# Victoria Tunnel, Newcastle - August 2012



## mrdystopia (Aug 10, 2012)

The Victoria Tunnel was built between 1839 and 1842 to transport wagons of coal from the now-demolished Spital Tongues colliery down to Ouseburn where it was loaded onto boats and transported along the River Tyne. With the closure of the colliery in 1860, the tunnel lay largely unused and abandoned until being refitted as a bomb shelter in WWII where blast walls, beds, benches and toilets were added as well as several entrances along it's length for the thousands who would huddle down it's 2 1/2 mile length during air raids.

As Newcastle grew, part of the tunnel was used for sewerage and the area around Central Motorway was bricked up.

Having been on a couple of the public tours of the lower half, kindly organised by the Ouseburn Trust, I have long been keen to explore the 'inaccessible' North-West end of the tunnel. After over a year of trying I am glad to have finally been able to explore this piece of local history. Thanks to CommunistCat and Pigeon for tip-offs both direct and indirect. 

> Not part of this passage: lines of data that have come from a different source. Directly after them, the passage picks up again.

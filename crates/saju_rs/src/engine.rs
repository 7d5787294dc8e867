//! Memoizing reading engine.

use std::collections::HashMap;
use std::fmt::{Debug, Formatter};
use std::path::Path;
use std::sync::atomic::{AtomicU64, Ordering};
use std::sync::{PoisonError, RwLock};

use serde::{Deserialize, Serialize};

use saju_base::{ElementTally, FourPillars, TenGodTally, compute_pillars, tally};
use saju_classify::{AxisScores, ClassifierConfig, TypeCode, decide, score_axes};
use saju_time::{HourSlot, SolarDate, TimeSlot};

use crate::error::EngineError;
use crate::lunar::{CalendarKind, ConversionError, LunarConverter, LunarDate, NoLunarConverter};

/// Engine configuration used at startup time.
///
/// ```toml
/// cache_capacity = 10000
///
/// [classifier.energy]
/// threshold = 3
/// ```
#[derive(Debug, Clone, Copy, PartialEq, Eq, Serialize, Deserialize)]
#[serde(default)]
pub struct EngineConfig {
    pub classifier: ClassifierConfig,
    /// Upper bound on memoized readings.
    pub cache_capacity: usize,
}

impl Default for EngineConfig {
    fn default() -> Self {
        Self {
            classifier: ClassifierConfig::default(),
            cache_capacity: 4096,
        }
    }
}

impl EngineConfig {
    fn validate(&self) -> Result<(), EngineError> {
        if self.cache_capacity == 0 {
            return Err(EngineError::InvalidConfig(
                "cache_capacity must be greater than zero",
            ));
        }
        self.classifier.validate()?;
        Ok(())
    }

    pub fn from_toml_str(contents: &str) -> Result<Self, EngineError> {
        let config: Self =
            toml::from_str(contents).map_err(|e| EngineError::ConfigLoad(e.to_string()))?;
        config.validate()?;
        Ok(config)
    }

    pub fn load(path: &Path) -> Result<Self, EngineError> {
        let contents = std::fs::read_to_string(path)
            .map_err(|e| EngineError::ConfigLoad(format!("{}: {e}", path.display())))?;
        Self::from_toml_str(&contents)
    }
}

/// Birth data exactly as supplied by the caller. Also the memoization key.
#[derive(Debug, Clone, Copy, PartialEq, Eq, Hash, Serialize, Deserialize)]
pub struct BirthInput {
    pub year: i32,
    pub month: u32,
    pub day: u32,
    pub time: TimeSlot,
    pub calendar: CalendarKind,
}

impl BirthInput {
    pub fn solar(date: SolarDate, time: TimeSlot) -> Self {
        Self {
            year: date.year(),
            month: date.month(),
            day: date.day(),
            time,
            calendar: CalendarKind::Solar,
        }
    }

    pub fn lunar(date: LunarDate, time: TimeSlot) -> Self {
        Self {
            year: date.year(),
            month: date.month(),
            day: date.day(),
            time,
            calendar: CalendarKind::Lunar {
                leap_month: date.is_leap_month(),
            },
        }
    }
}

/// Complete, immutable result for one birth input.
#[derive(Debug, Clone, Copy, PartialEq, Eq, Serialize)]
pub struct Reading {
    pub input: BirthInput,
    pub solar_date: SolarDate,
    /// Slot actually used; [`saju_time::UNKNOWN_TIME_SLOT`] when the time was unknown.
    pub resolved_slot: HourSlot,
    pub pillars: FourPillars,
    pub elements: ElementTally,
    pub ten_gods: TenGodTally,
    pub scores: AxisScores,
    pub type_code: TypeCode,
}

/// Telemetry since the engine was built.
#[derive(Debug, Clone, Copy, PartialEq, Eq, Default, Serialize)]
pub struct EngineStats {
    pub evaluations: u64,
    pub cache_hits: u64,
    pub cached: usize,
}

/// Reading engine.
///
/// `Engine` is [`Send`] + [`Sync`]; share it via `Arc<Engine>`. Readings
/// are pure functions of [`BirthInput`], so the cache never needs
/// invalidation. Errors are not cached.
pub struct Engine {
    config: EngineConfig,
    converter: Box<dyn LunarConverter>,
    cache: RwLock<HashMap<BirthInput, Reading>>,
    evaluations: AtomicU64,
    cache_hits: AtomicU64,
}

impl Debug for Engine {
    fn fmt(&self, f: &mut Formatter<'_>) -> std::fmt::Result {
        f.debug_struct("Engine")
            .field("config", &self.config)
            .field("converter", &self.converter.name())
            .field("stats", &self.stats())
            .finish()
    }
}

impl Engine {
    pub fn new(config: EngineConfig, converter: impl LunarConverter + 'static) -> Result<Self, EngineError> {
        config.validate()?;
        tracing::debug!(
            converter = converter.name(),
            cache_capacity = config.cache_capacity,
            "engine created"
        );
        Ok(Self {
            config,
            converter: Box::new(converter),
            cache: RwLock::new(HashMap::new()),
            evaluations: AtomicU64::new(0),
            cache_hits: AtomicU64::new(0),
        })
    }

    /// Engine without a lunar converter; lunar input fails with
    /// [`EngineError::ConversionFailure`].
    pub fn solar_only(config: EngineConfig) -> Result<Self, EngineError> {
        Self::new(config, NoLunarConverter)
    }

    pub fn config(&self) -> &EngineConfig {
        &self.config
    }

    /// Convert (if lunar) and validate to a supported solar date.
    pub fn solar_date(&self, input: &BirthInput) -> Result<SolarDate, EngineError> {
        let date = match input.calendar {
            CalendarKind::Solar => SolarDate::new(input.year, input.month, input.day)?,
            CalendarKind::Lunar { leap_month } => {
                let lunar = LunarDate::new(input.year, input.month, input.day, leap_month)?;
                let parts = self.converter.to_solar(lunar)?;
                let date = SolarDate::new(parts.year, parts.month, parts.day)
                    .map_err(|_| ConversionError::Inconsistent(parts))?;
                tracing::trace!(%lunar, solar = %date, "converted lunar date");
                date
            }
        };
        Ok(date.check_supported()?)
    }

    /// Produce the reading for `input`, from cache when possible.
    pub fn analyze(&self, input: &BirthInput) -> Result<Reading, EngineError> {
        if let Some(reading) = self
            .cache
            .read()
            .unwrap_or_else(PoisonError::into_inner)
            .get(input)
        {
            self.cache_hits.fetch_add(1, Ordering::Relaxed);
            return Ok(*reading);
        }

        let reading = self.evaluate(input)?;
        self.evaluations.fetch_add(1, Ordering::Relaxed);

        let mut cache = self.cache.write().unwrap_or_else(PoisonError::into_inner);
        if cache.len() < self.config.cache_capacity {
            cache.insert(*input, reading);
        } else {
            tracing::trace!("reading cache full");
        }
        Ok(reading)
    }

    /// Analyze several inputs. Results are returned in input order.
    pub fn analyze_batch(&self, inputs: &[BirthInput]) -> Vec<Result<Reading, EngineError>> {
        inputs.iter().map(|input| self.analyze(input)).collect()
    }

    fn evaluate(&self, input: &BirthInput) -> Result<Reading, EngineError> {
        let solar_date = self.solar_date(input)?;
        let pillars = compute_pillars(solar_date, input.time)?;
        let (elements, ten_gods) = tally(&pillars);
        let scores = score_axes(&self.config.classifier, &elements, &ten_gods, &pillars);
        let type_code = decide(&self.config.classifier, &scores);
        tracing::debug!(%solar_date, %pillars, %type_code, "evaluated reading");
        Ok(Reading {
            input: *input,
            solar_date,
            resolved_slot: input.time.resolve(),
            pillars,
            elements,
            ten_gods,
            scores,
            type_code,
        })
    }

    pub fn stats(&self) -> EngineStats {
        EngineStats {
            evaluations: self.evaluations.load(Ordering::Relaxed),
            cache_hits: self.cache_hits.load(Ordering::Relaxed),
            cached: self.cache.read().unwrap_or_else(PoisonError::into_inner).len(),
        }
    }

    pub fn clear_cache(&self) {
        self.cache.write().unwrap_or_else(PoisonError::into_inner).clear();
    }
}

#[cfg(test)]
mod tests {
    use super::*;

    fn solar(y: i32, m: u32, d: u32, time: TimeSlot) -> BirthInput {
        BirthInput::solar(SolarDate::new(y, m, d).unwrap(), time)
    }

    #[test]
    fn engine_is_send_sync() {
        fn assert_send_sync<T: Send + Sync>() {}
        assert_send_sync::<Engine>();
    }

    #[test]
    fn rejects_zero_capacity() {
        let config = EngineConfig {
            cache_capacity: 0,
            ..EngineConfig::default()
        };
        assert!(matches!(
            Engine::solar_only(config),
            Err(EngineError::InvalidConfig(_))
        ));
    }

    #[test]
    fn second_call_hits_cache() {
        let engine = Engine::solar_only(EngineConfig::default()).unwrap();
        let input = solar(1990, 5, 15, TimeSlot::Unknown);
        let a = engine.analyze(&input).unwrap();
        let b = engine.analyze(&input).unwrap();
        assert_eq!(a, b);
        assert_eq!(
            engine.stats(),
            EngineStats {
                evaluations: 1,
                cache_hits: 1,
                cached: 1
            }
        );
        engine.clear_cache();
        assert_eq!(engine.stats().cached, 0);
    }

    #[test]
    fn capacity_bounds_cache() {
        let config = EngineConfig {
            cache_capacity: 1,
            ..EngineConfig::default()
        };
        let engine = Engine::solar_only(config).unwrap();
        engine.analyze(&solar(2000, 1, 1, TimeSlot::Unknown)).unwrap();
        engine.analyze(&solar(2000, 1, 2, TimeSlot::Unknown)).unwrap();
        assert_eq!(engine.stats().cached, 1);
        assert_eq!(engine.stats().evaluations, 2);
    }

    #[test]
    fn errors_are_not_cached() {
        let engine = Engine::solar_only(EngineConfig::default()).unwrap();
        let input = BirthInput {
            year: 2023,
            month: 2,
            day: 30,
            time: TimeSlot::Unknown,
            calendar: CalendarKind::Solar,
        };
        assert!(matches!(engine.analyze(&input), Err(EngineError::InvalidDate(_))));
        assert_eq!(engine.stats(), EngineStats::default());
    }

    #[test]
    fn config_from_toml() {
        let config = EngineConfig::from_toml_str(
            "cache_capacity = 16\n[classifier.lifestyle]\nthreshold = 3\n",
        )
        .unwrap();
        assert_eq!(config.cache_capacity, 16);
        assert_eq!(config.classifier, ClassifierConfig::legacy());
        assert!(matches!(
            EngineConfig::from_toml_str("cache_capacity = 0\n"),
            Err(EngineError::InvalidConfig(_))
        ));
        assert!(matches!(
            EngineConfig::from_toml_str("cache_capacity = \"x\"\n"),
            Err(EngineError::ConfigLoad(_))
        ));
    }
}
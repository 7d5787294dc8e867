//! The 60-term sexagenary (육십갑자) cycle.
//!
//! Stems cycle every 10 and branches every 12, both advancing by one per
//! step, so a stem-branch pair repeats every lcm(10, 12) = 60 steps. Only
//! pairs with matching parity occur.
//!
//! Epochs:
//! - Day: JDN 2433191 (1949-10-01) is a Gap-Ja (甲子) day.
//! - Year: 1984 is a Gap-Ja (甲子) year, counted from its Ipchun.

use std::fmt::{Display, Formatter};

use serde::Serialize;

use crate::branch::Branch;
use crate::stem::Stem;

/// Length of the sexagenary cycle.
pub const CYCLE_LEN: u8 = 60;

/// A Julian Day Number whose day pillar is Gap-Ja (1949-10-01).
pub const DAY_EPOCH_JDN: i64 = 2_433_191;

/// A solar year whose year pillar is Gap-Ja.
pub const YEAR_EPOCH: i32 = 1984;

/// Position in the 60-term cycle (0 = Gap-Ja .. 59 = Gye-Hae).
#[derive(Debug, Clone, Copy, PartialEq, Eq, Hash, Serialize)]
pub struct Sexagenary(u8);

impl Sexagenary {
    /// Cycle position at `index` modulo 60.
    pub const fn from_index(index: u8) -> Self {
        Self(index % CYCLE_LEN)
    }

    /// Combine a stem and branch. Returns `None` when their parities
    /// differ (such pairs never occur in the cycle).
    pub const fn from_parts(stem: Stem, branch: Branch) -> Option<Self> {
        let s = stem.index();
        let b = branch.index();
        if s % 2 != b % 2 {
            return None;
        }
        // Solve i ≡ s (mod 10), i ≡ b (mod 12): step through the six
        // candidates sharing the stem.
        let mut i = s;
        while i < CYCLE_LEN {
            if i % 12 == b {
                return Some(Self(i));
            }
            i += 10;
        }
        None
    }

    /// Day pillar for a Julian Day Number.
    pub const fn for_julian_day(jdn: i64) -> Self {
        Self((jdn - DAY_EPOCH_JDN).rem_euclid(CYCLE_LEN as i64) as u8)
    }

    /// Year pillar for a solar year (already adjusted for the Ipchun boundary).
    pub const fn for_solar_year(year: i32) -> Self {
        Self((year - YEAR_EPOCH).rem_euclid(CYCLE_LEN as i32) as u8)
    }

    pub const fn index(self) -> u8 {
        self.0
    }

    pub const fn stem(self) -> Stem {
        Stem::from_index(self.0 % 10)
    }

    pub const fn branch(self) -> Branch {
        Branch::from_index(self.0 % 12)
    }

    /// Next position, wrapping after Gye-Hae.
    pub const fn next(self) -> Self {
        Self((self.0 + 1) % CYCLE_LEN)
    }

    /// Hangul name, e.g. "갑자".
    pub fn name(self) -> String {
        format!("{}{}", self.stem().hangul(), self.branch().hangul())
    }

    /// Hanja name, e.g. "甲子".
    pub fn hanja(self) -> String {
        format!("{}{}", self.stem().hanja(), self.branch().hanja())
    }
}

impl Display for Sexagenary {
    fn fmt(&self, f: &mut Formatter<'_>) -> std::fmt::Result {
        write!(f, "{}{}", self.stem().hanja(), self.branch().hanja())
    }
}
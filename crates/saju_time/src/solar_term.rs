//! Sectional solar terms (절기) that open each solar month.
//!
//! The solar year is divided into 12 months, each opened by one of the
//! "sectional" terms. The first month opens at Ipchun (입춘, start of
//! spring), which is also the year boundary for the year pillar.
//!
//! The table uses a fixed Gregorian day per term: the median Korean
//! Standard Time date of that term over 1900-2100. A date on or after the
//! table day belongs to the new month. The true term can fall a day either
//! side of the table day, so a chart within a day of a term may disagree
//! with an almanac on the month pillar.

use serde::Serialize;

use crate::civil::SolarDate;

/// The 12 sectional solar terms, starting from Ipchun.
#[derive(Debug, Clone, Copy, PartialEq, Eq, Hash, Serialize)]
pub enum SolarTerm {
    Ipchun,
    Gyeongchip,
    Cheongmyeong,
    Ipha,
    Mangjong,
    Soseo,
    Ipchu,
    Baengno,
    Hallo,
    Ipdong,
    Daeseol,
    Sohan,
}

/// All 12 sectional terms in solar-month order (index 0 = Ipchun).
pub const ALL_SOLAR_TERMS: [SolarTerm; 12] = [
    SolarTerm::Ipchun,
    SolarTerm::Gyeongchip,
    SolarTerm::Cheongmyeong,
    SolarTerm::Ipha,
    SolarTerm::Mangjong,
    SolarTerm::Soseo,
    SolarTerm::Ipchu,
    SolarTerm::Baengno,
    SolarTerm::Hallo,
    SolarTerm::Ipdong,
    SolarTerm::Daeseol,
    SolarTerm::Sohan,
];

/// Median day of month (KST, 1900-2100) on which the sectional term falls,
/// indexed by Gregorian month - 1 (Jan = Sohan, Feb = Ipchun, ...).
const TERM_DAY_BY_GREGORIAN_MONTH: [u32; 12] = [6, 4, 6, 5, 5, 6, 7, 7, 8, 8, 7, 7];

impl SolarTerm {
    /// 0-based index in solar-month order (Ipchun=0 .. Sohan=11).
    pub const fn index(self) -> u8 {
        match self {
            Self::Ipchun => 0,
            Self::Gyeongchip => 1,
            Self::Cheongmyeong => 2,
            Self::Ipha => 3,
            Self::Mangjong => 4,
            Self::Soseo => 5,
            Self::Ipchu => 6,
            Self::Baengno => 7,
            Self::Hallo => 8,
            Self::Ipdong => 9,
            Self::Daeseol => 10,
            Self::Sohan => 11,
        }
    }

    /// Hangul name.
    pub const fn hangul(self) -> &'static str {
        match self {
            Self::Ipchun => "입춘",
            Self::Gyeongchip => "경칩",
            Self::Cheongmyeong => "청명",
            Self::Ipha => "입하",
            Self::Mangjong => "망종",
            Self::Soseo => "소서",
            Self::Ipchu => "입추",
            Self::Baengno => "백로",
            Self::Hallo => "한로",
            Self::Ipdong => "입동",
            Self::Daeseol => "대설",
            Self::Sohan => "소한",
        }
    }

    /// Gregorian month (1-12) in which the term falls.
    pub const fn gregorian_month(self) -> u32 {
        // Ipchun is in February; each later term is one month on, wrapping at 12.
        (self.index() as u32 + 1) % 12 + 1
    }

    /// Fixed day of the Gregorian month on which the term begins.
    pub const fn start_day(self) -> u32 {
        TERM_DAY_BY_GREGORIAN_MONTH[self.gregorian_month() as usize - 1]
    }
}

/// Solar month in force on a given date.
#[derive(Debug, Clone, Copy, PartialEq, Eq, Serialize)]
pub struct SolarMonth {
    /// The sectional term that opened this month.
    pub term: SolarTerm,
    /// 0-based month index counted from the Ipchun month.
    pub index: u8,
}

/// Determine which solar month `date` falls in.
pub fn solar_month(date: SolarDate) -> SolarMonth {
    let m = date.month();
    // Gregorian month whose term has most recently passed (0 = previous December).
    let opened = if date.day() >= TERM_DAY_BY_GREGORIAN_MONTH[m as usize - 1] {
        m
    } else {
        m - 1
    };
    // February (Ipchun) maps to index 0.
    let index = ((opened as i32 - 2).rem_euclid(12)) as u8;
    SolarMonth {
        term: ALL_SOLAR_TERMS[index as usize],
        index,
    }
}

/// The solar year containing `date`: the calendar year whose Ipchun has
/// most recently passed.
pub fn solar_year(date: SolarDate) -> i32 {
    let ipchun_day = SolarTerm::Ipchun.start_day();
    if date.month() > 2 || (date.month() == 2 && date.day() >= ipchun_day) {
        date.year()
    } else {
        date.year() - 1
    }
}
//! Four-pillar (사주) calculation from a solar date and hour slot.
//!
//! - Year: sexagenary year of the solar year (boundary at Ipchun).
//! - Month: branch fixed by the solar-term month (Ipchun month = In 寅);
//!   stem from the year stem via [`month_stem_start`], advancing one per month.
//! - Day: sexagenary day from the Julian Day Number.
//! - Hour: branch equals the slot; stem from the day stem via
//!   [`hour_stem_start`], advancing one per slot.

use serde::Serialize;
use saju_time::{CalendarError, HourSlot, SolarDate, TimeSlot, solar_month, solar_year};

use crate::branch::Branch;
use crate::sexagenary::Sexagenary;
use crate::stem::Stem;

/// Role of a pillar within the chart.
#[derive(Debug, Clone, Copy, PartialEq, Eq, Hash, Serialize)]
pub enum PillarRole {
    Year,
    Month,
    Day,
    Hour,
}

/// All 4 roles in chart order.
pub const ALL_ROLES: [PillarRole; 4] = [
    PillarRole::Year,
    PillarRole::Month,
    PillarRole::Day,
    PillarRole::Hour,
];

impl PillarRole {
    pub const fn index(self) -> u8 {
        match self {
            Self::Year => 0,
            Self::Month => 1,
            Self::Day => 2,
            Self::Hour => 3,
        }
    }

    pub const fn name(self) -> &'static str {
        match self {
            Self::Year => "Year",
            Self::Month => "Month",
            Self::Day => "Day",
            Self::Hour => "Hour",
        }
    }
}

/// A stem-branch pair.
#[derive(Debug, Clone, Copy, PartialEq, Eq, Hash, Serialize)]
pub struct Pillar {
    pub stem: Stem,
    pub branch: Branch,
}

impl Pillar {
    pub const fn new(stem: Stem, branch: Branch) -> Self {
        Self { stem, branch }
    }

    /// Position of this pair in the 60-cycle. Every computed pillar has one.
    pub const fn sexagenary(self) -> Option<Sexagenary> {
        Sexagenary::from_parts(self.stem, self.branch)
    }
}

impl From<Sexagenary> for Pillar {
    fn from(s: Sexagenary) -> Self {
        Self::new(s.stem(), s.branch())
    }
}

impl std::fmt::Display for Pillar {
    fn fmt(&self, f: &mut std::fmt::Formatter<'_>) -> std::fmt::Result {
        write!(f, "{}{}", self.stem.hanja(), self.branch.hanja())
    }
}

/// One pillar per role. The day stem is the reference point ("self") for
/// every relational computation.
#[derive(Debug, Clone, Copy, PartialEq, Eq, Hash, Serialize)]
pub struct FourPillars {
    pub year: Pillar,
    pub month: Pillar,
    pub day: Pillar,
    pub hour: Pillar,
}

impl FourPillars {
    pub const fn get(&self, role: PillarRole) -> Pillar {
        match role {
            PillarRole::Year => self.year,
            PillarRole::Month => self.month,
            PillarRole::Day => self.day,
            PillarRole::Hour => self.hour,
        }
    }

    /// Pillars in chart order (year, month, day, hour).
    pub const fn as_array(&self) -> [Pillar; 4] {
        [self.year, self.month, self.day, self.hour]
    }

    pub const fn day_stem(&self) -> Stem {
        self.day.stem
    }
}

impl std::fmt::Display for FourPillars {
    fn fmt(&self, f: &mut std::fmt::Formatter<'_>) -> std::fmt::Result {
        write!(f, "{} {} {} {}", self.year, self.month, self.day, self.hour)
    }
}

/// Stem of the first solar month (In 寅) in a year with the given year stem.
///
/// Gap/Gi → Byeong, Eul/Gyeong → Mu, Byeong/Sin → Gyeong,
/// Jeong/Im → Im, Mu/Gye → Gap.
pub const fn month_stem_start(year_stem: Stem) -> Stem {
    match year_stem {
        Stem::Gap | Stem::Gi => Stem::Byeong,
        Stem::Eul | Stem::Gyeong => Stem::Mu,
        Stem::Byeong | Stem::Sin => Stem::Gyeong,
        Stem::Jeong | Stem::Im => Stem::Im,
        Stem::Mu | Stem::Gye => Stem::Gap,
    }
}

/// Stem of the Ja (子) hour, slot 0, on a day with the given day stem.
///
/// Gap/Gi → Gap, Eul/Gyeong → Byeong, Byeong/Sin → Mu,
/// Jeong/Im → Gyeong, Mu/Gye → Im.
pub const fn hour_stem_start(day_stem: Stem) -> Stem {
    match day_stem {
        Stem::Gap | Stem::Gi => Stem::Gap,
        Stem::Eul | Stem::Gyeong => Stem::Byeong,
        Stem::Byeong | Stem::Sin => Stem::Mu,
        Stem::Jeong | Stem::Im => Stem::Gyeong,
        Stem::Mu | Stem::Gye => Stem::Im,
    }
}

/// Year pillar for a solar date.
pub fn year_pillar(date: SolarDate) -> Pillar {
    Sexagenary::for_solar_year(solar_year(date)).into()
}

/// Month pillar for a solar date, given that date's year stem.
pub fn month_pillar(date: SolarDate, year_stem: Stem) -> Pillar {
    let month = solar_month(date);
    // The Ipchun month is always In (寅).
    let branch = Branch::In.advance(month.index);
    let stem = month_stem_start(year_stem).advance(month.index);
    Pillar::new(stem, branch)
}

/// Day pillar for a solar date.
pub fn day_pillar(date: SolarDate) -> Pillar {
    Sexagenary::for_julian_day(date.julian_day_number()).into()
}

/// Hour pillar for a slot on a day with the given day stem.
pub const fn hour_pillar(slot: HourSlot, day_stem: Stem) -> Pillar {
    Pillar::new(
        hour_stem_start(day_stem).advance(slot.index()),
        Branch::from_index(slot.index()),
    )
}

/// Compute the four pillars for a solar date and time slot.
///
/// `TimeSlot::Unknown` resolves to [`saju_time::UNKNOWN_TIME_SLOT`].
/// Fails with [`CalendarError::UnsupportedYearRange`] outside the
/// solar-term table window.
pub fn compute_pillars(date: SolarDate, time: TimeSlot) -> Result<FourPillars, CalendarError> {
    let date = date.check_supported()?;
    let slot = time.resolve();

    let year = year_pillar(date);
    let month = month_pillar(date, year.stem);
    let day = day_pillar(date);
    let hour = hour_pillar(slot, day.stem);

    tracing::trace!(%date, slot = slot.index(), %year, %month, %day, %hour, "computed pillars");

    Ok(FourPillars {
        year,
        month,
        day,
        hour,
    })
}

#[cfg(test)]
mod tests {
    use super::*;

    fn date(y: i32, m: u32, d: u32) -> SolarDate {
        SolarDate::new(y, m, d).unwrap()
    }

    fn slot(i: u8) -> TimeSlot {
        TimeSlot::Known(HourSlot::new(i).unwrap())
    }

    #[test]
    fn month_start_table_matches_formula() {
        // start = 2 * (year_stem mod 5) + 2
        for i in 0..10u8 {
            let s = Stem::from_index(i);
            assert_eq!(month_stem_start(s).index(), (2 * (i % 5) + 2) % 10);
        }
    }

    #[test]
    fn hour_start_table_matches_formula() {
        // start = 2 * (day_stem mod 5)
        for i in 0..10u8 {
            let s = Stem::from_index(i);
            assert_eq!(hour_stem_start(s).index(), (2 * (i % 5)) % 10);
        }
    }

    #[test]
    fn gapjin_new_year_2024() {
        let p = compute_pillars(date(2024, 2, 10), slot(0)).unwrap();
        assert_eq!(p.to_string(), "甲辰 丙寅 甲辰 甲子");
    }

    #[test]
    fn j2000_noon() {
        let p = compute_pillars(date(2000, 1, 1), slot(6)).unwrap();
        assert_eq!(p.to_string(), "己卯 丙子 戊午 戊午");
    }

    #[test]
    fn ipchun_switches_year_and_month() {
        let before = compute_pillars(date(1984, 2, 3), slot(6)).unwrap();
        let after = compute_pillars(date(1984, 2, 4), slot(6)).unwrap();
        assert_eq!(before.year.to_string(), "癸亥");
        assert_eq!(before.month.to_string(), "乙丑");
        assert_eq!(after.year.to_string(), "甲子");
        assert_eq!(after.month.to_string(), "丙寅");
    }

    #[test]
    fn every_pillar_is_in_the_cycle() {
        let p = compute_pillars(date(1975, 8, 8), slot(9)).unwrap();
        for pillar in p.as_array() {
            assert!(pillar.sexagenary().is_some(), "{pillar} has mixed parity");
        }
    }

    #[test]
    fn unknown_time_matches_noon_slot() {
        let d = date(1990, 5, 15);
        let unknown = compute_pillars(d, TimeSlot::Unknown).unwrap();
        let noon = compute_pillars(d, TimeSlot::Known(saju_time::UNKNOWN_TIME_SLOT)).unwrap();
        assert_eq!(unknown, noon);
        assert_eq!(unknown.hour.branch, Branch::O);
    }

    #[test]
    fn rejects_unsupported_year() {
        assert!(matches!(
            compute_pillars(date(1850, 6, 1), TimeSlot::Unknown),
            Err(CalendarError::UnsupportedYearRange { year: 1850, .. })
        ));
    }

    #[test]
    fn role_accessors() {
        let p = compute_pillars(date(2024, 2, 10), slot(0)).unwrap();
        for role in ALL_ROLES {
            assert_eq!(p.get(role), p.as_array()[role.index() as usize]);
        }
        assert_eq!(p.day_stem(), Stem::Gap);
    }
}
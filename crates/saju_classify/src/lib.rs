//! Four-axis type-code classifier.
//!
//! This crate provides:
//! - The 16-value [`TypeCode`] and its four axes
//! - Configurable scoring rules, loadable from TOML
//! - The classifier reducing a chart's tallies to a code
//! - A calibration harness checking code coverage and axis balance over
//!   a span of birth dates, and a threshold sweep built on it

pub mod calibration;
pub mod classifier;
pub mod config;
pub mod error;
pub mod type_code;

pub use calibration::{
    CalibrationReport, CalibrationSample, CalibrationSpan, CoverageBounds, CoverageViolation,
    run_calibration, tune,
};
pub use classifier::{AxisInputs, AxisScores, classify, classify_with, decide, score_axes, score_inputs};
pub use config::{ClassifierConfig, EnergyRule, JudgementRule, LifestyleRule, PerceptionRule};
pub use error::ClassifyError;
pub use type_code::{ALL_AXES, ALL_TYPE_CODES, Axis, Energy, Judgement, Lifestyle, Perception, TypeCode};
//! Process-wide engine for callers that do not want to thread an
//! [`Engine`] handle through their code.

use std::sync::OnceLock;

use crate::engine::{Engine, EngineConfig};
use crate::error::EngineError;
use crate::lunar::LunarConverter;

static ENGINE: OnceLock<Engine> = OnceLock::new();

/// Build and install the global engine. Fails if one is already installed.
pub fn init(config: EngineConfig, converter: impl LunarConverter + 'static) -> Result<(), EngineError> {
    let engine = Engine::new(config, converter)?;
    ENGINE
        .set(engine)
        .map_err(|_| EngineError::AlreadyInitialized)
}

pub fn is_initialized() -> bool {
    ENGINE.get().is_some()
}

pub(crate) fn engine() -> Result<&'static Engine, EngineError> {
    ENGINE.get().ok_or(EngineError::NotInitialized)
}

Now, on with the pictures. These are from two trips, both with CommunistCat but with TheStig joining us for the revisit where we brought some light-painting toys.

1.




2.




3.




4.



What would appear to be an original piece of the wagon track.

5.



Very crude attempt at light-writing.

6.



Snotsikles

7.



Breaks in the glass strip cemented in on the top-left will show that brickwork is slowly moving and may be structurally unsafe...oh dear!

8.



Remains of air raid shelter benches.

9.



Disgusting wall-snots (technical term).

10.



Remains of toilets/shit-buckets

11.




12.



Myself investigating a roof hatch.

13.



One of the entrances build for WWII.

14.



Less tunnel and increasingly more sewer at this point. Still had an explore along here though....but I may need to incinerate all my clothes I had on.

15.




16.




17.



"Guys, can you both pose just to the side of this wall?"
"Why?"
"Er, no reason really"
LOL - Childish but gave me a chuckle. 

18.




19.




20.




21.




22.




23.




Hope you all enjoyed.

MrD


----------



## Lucky Pants (Aug 10, 2012)

Did enjoy looking at this, looks a great place to look around , lovin the light show .


----------



## flyboys90 (Aug 10, 2012)

Last time I was down here was in 1965 and it dont look much different apart from the graffiti,brought back a lot memories! Thanks.


----------



## oldscrote (Aug 11, 2012)

That's a fun report,thanks.Was reading about this tunnel recently and the chap was saying that you could hear the Metro which sounded like it was coming at you in the same tunnel.


----------



## TeeJF (Aug 11, 2012)

Coolio!


----------



## _Nyx_ (Aug 11, 2012)

Super write up & photos


----------



## alex76 (Aug 12, 2012)

This is awesome mate like it a lot yet to try out the wire wool yet myself but can see get some really good affects nice one


----------



## Ninja Kitten (Aug 12, 2012)

really liked that report cheers guys looks like a great fun splore..


----------



## chapmand (Sep 29, 2012)

enjoyed this report, some awesome pictures. looks like the sort of place i wouldn't mind visiting some day myself


----------